León de Huánuco
- Full name: Club Social Deportivo León de Huánuco
- Nicknames: Las Fieras Los Cremas del Centro El Ídolo de la Ciudad
- Founded: 29 June 1946; 79 years ago
- Ground: Estadio Heraclio Tapia
- Capacity: 25,000
- Chairman: Edison Díaz Esquivel
- Manager: Carlos Cortijo
- League: Copa Perú
- 2018: National Stage
- Website: http://leondehuanuco.net/
| Home colours | Away colours |

= León de Huánuco =

Club Social Deportivo León de Huánuco, more commonly known as León de Huánuco, is a professional Peruvian football club based in the city of Huánuco. It is historically the biggest football club of Huánuco city. Founded in 1946, the club plays in the Copa Peru which is the fourth tier of Peruvian football.

==History==
León de Huánuco was founded on 29 June, 1946.

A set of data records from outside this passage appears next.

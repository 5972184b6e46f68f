//! Frontmatter processing pipeline.
//!
//! An ordered list of [`DocumentTransform`]s, run in registration order
//! once per document:
//!
//! ```text
//! Document (parsed) -> transform 1 -> transform 2 -> ... -> Document (resolved)
//! ```
//!
//! The pipeline knows nothing about where documents come from; the content
//! pass in `content` feeds it.

pub mod transform;

use crate::config::section::MarkdownConfig;
use crate::page::{Document, Frontmatter};

pub use transform::{DEFAULT_LAYOUT, DocumentTransform, LAYOUT_KEY, LayoutDefault, TransformKind};

/// Ordered list of frontmatter transforms.
#[derive(Default)]
pub struct TransformPipeline {
    transforms: Vec<Box<dyn DocumentTransform>>,
}

impl TransformPipeline {
    pub fn new() -> Self {
        Self::default()
    }

    /// Build the pipeline registered under `[markdown]`.
    pub fn from_config(markdown: &MarkdownConfig) -> Self {
        markdown
            .transforms
            .iter()
            .fold(Self::new(), |pipeline, kind| match kind {
                TransformKind::Layout => {
                    pipeline.pipe(LayoutDefault::new(markdown.default_layout.clone()))
                }
            })
    }

    /// Append a transform; it runs after everything registered before it.
    pub fn pipe(mut self, transform: impl DocumentTransform + 'static) -> Self {
        self.transforms.push(Box::new(transform));
        self
    }

    /// Apply every transform to one frontmatter mapping.
    pub fn apply(&self, frontmatter: &mut Frontmatter) {
        for transform in &self.transforms {
            transform.apply(frontmatter);
        }
    }

    /// Apply every transform to a document's frontmatter.
    #[inline]
    pub fn run(&self, doc: &mut Document) {
        self.apply(&mut doc.frontmatter);
    }

    /// Registered transform names, in order.
    pub fn names(&self) -> Vec<&'static str> {
        self.transforms.iter().map(|t| t.name()).collect()
    }

    pub fn is_empty(&self) -> bool {
        self.transforms.is_empty()
    }
}

impl std::fmt::Debug for TransformPipeline {
    fn fmt(&self, f: &mut std::fmt::Formatter<'_>) -> std::fmt::Result {
        f.debug_list().entries(self.names()).finish()
    }
}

The club occupies the position 14 in the accumulated table of championships of the First Division.

In the 1972 Copa Perú, León de Huánuco was runner-up and qualified to the 1973 Torneo Descentralizado.

In the 1980 Copa Perú, León de Huánuco qualified to the 1981 Torneo Descentralizado, when defeated Comercial Aguas Verdes.

In the 2000 Copa Perú, León de Huánuco qualified to the National Stage, but was eliminated by Coronel Bolognesi in the semifinals.

In the 2001 Copa Perú, León de Huánuco qualified to the National Stage, but was eliminated by Deportivo Bolito in the semifinals.

In the 2002 Copa Perú, León de Huánuco qualified to the National Stage, but was eliminated by Atlético Universidad in the semifinals.

In the 2006 Copa Perú, León de Huánuco qualified to the National Stage, but was eliminated by Sport Huamanga in the round of 16.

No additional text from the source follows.